Given entries below:

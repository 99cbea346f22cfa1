use std::collections::HashSet;

use facematch_space::Dataset;
use serde::Serialize;

use crate::matcher::{MatchRecord, Policy};
use crate::similarity::Metric;

/// Response shape of a match request.
#[derive(Debug, Clone, Serialize)]
pub struct MatchReport {
    pub matches: Vec<MatchView>,
    pub total_matches: usize,
    pub unique_identities: usize,
    pub match_type: &'static str,
    pub metric: Metric,
}

/// A [`MatchRecord`] with the fields a client needs to fetch the image.
#[derive(Debug, Clone, Serialize)]
pub struct MatchView {
    pub label: String,
    pub score: f32,
    pub rank: usize,
    pub source_index: usize,
    #[serde(skip_serializing_if = "Option::is_none")]
    pub reference: Option<String>,
    #[serde(skip_serializing_if = "Option::is_none")]
    pub image_url: Option<String>,
}

impl MatchReport {
    pub fn new(
        records: Vec<MatchRecord>,
        dataset: &Dataset,
        policy: Policy,
        metric: Metric,
        image_base_url: Option<&str>,
    ) -> Self {
        let unique_identities = records
            .iter()
            .map(|r| r.label.as_str())
            .collect::<HashSet<_>>()
            .len();

        let matches: Vec<MatchView> = records
            .into_iter()
            .map(|r| MatchView {
                reference: dataset.reference(r.source_index).map(str::to_owned),
                image_url: image_base_url
                    .map(|base| format!("{}/{}", base.trim_end_matches('/'), r.source_index)),
                label: r.label,
                score: r.score,
                rank: r.rank,
                source_index: r.source_index,
            })
            .collect();

        Self {
            total_matches: matches.len(),
            unique_identities,
            matches,
            match_type: policy.name(),
            metric,
        }
    }
}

End of Given entries.

## Exercise description
From the first line to the last, set down every record exactly as written above.

## Task output
repository 99cbea346f22cfa1
use std::collections::HashSet;

use facematch_space::Dataset;
use serde::Serialize;

use crate::matcher::{MatchRecord, Policy};
use crate::similarity::Metric;

/// Response shape of a match request.
#[derive(Debug, Clone, Serialize)]
pub struct MatchReport {
    pub matches: Vec<MatchView>,
    pub total_matches: usize,
    pub unique_identities: usize,
    pub match_type: &'static str,
    pub metric: Metric,
}

/// A [`MatchRecord`] with the fields a client needs to fetch the image.
#[derive(Debug, Clone, Serialize)]
pub struct MatchView {
    pub label: String,
    pub score: f32,
    pub rank: usize,
    pub source_index: usize,
    #[serde(skip_serializing_if = "Option::is_none")]
    pub reference: Option<String>,
    #[serde(skip_serializing_if = "Option::is_none")]
    pub image_url: Option<String>,
}

impl MatchReport {
    pub fn new(
        records: Vec<MatchRecord>,
        dataset: &Dataset,
        policy: Policy,
        metric: Metric,
        image_base_url: Option<&str>,
    ) -> Self {
        let unique_identities = records
            .iter()
            .map(|r| r.label.as_str())
            .collect::<HashSet<_>>()
            .len();

        let matches: Vec<MatchView> = records
            .into_iter()
            .map(|r| MatchView {
                reference: dataset.reference(r.source_index).map(str::to_owned),
                image_url: image_base_url
                    .map(|base| format!("{}/{}", base.trim_end_matches('/'), r.source_index)),
                label: r.label,
                score: r.score,
                rank: r.rank,
                source_index: r.source_index,
            })
            .collect();

        Self {
            total_matches: matches.len(),
            unique_identities,
            matches,
            match_type: policy.name(),
            metric,
        }
    }
}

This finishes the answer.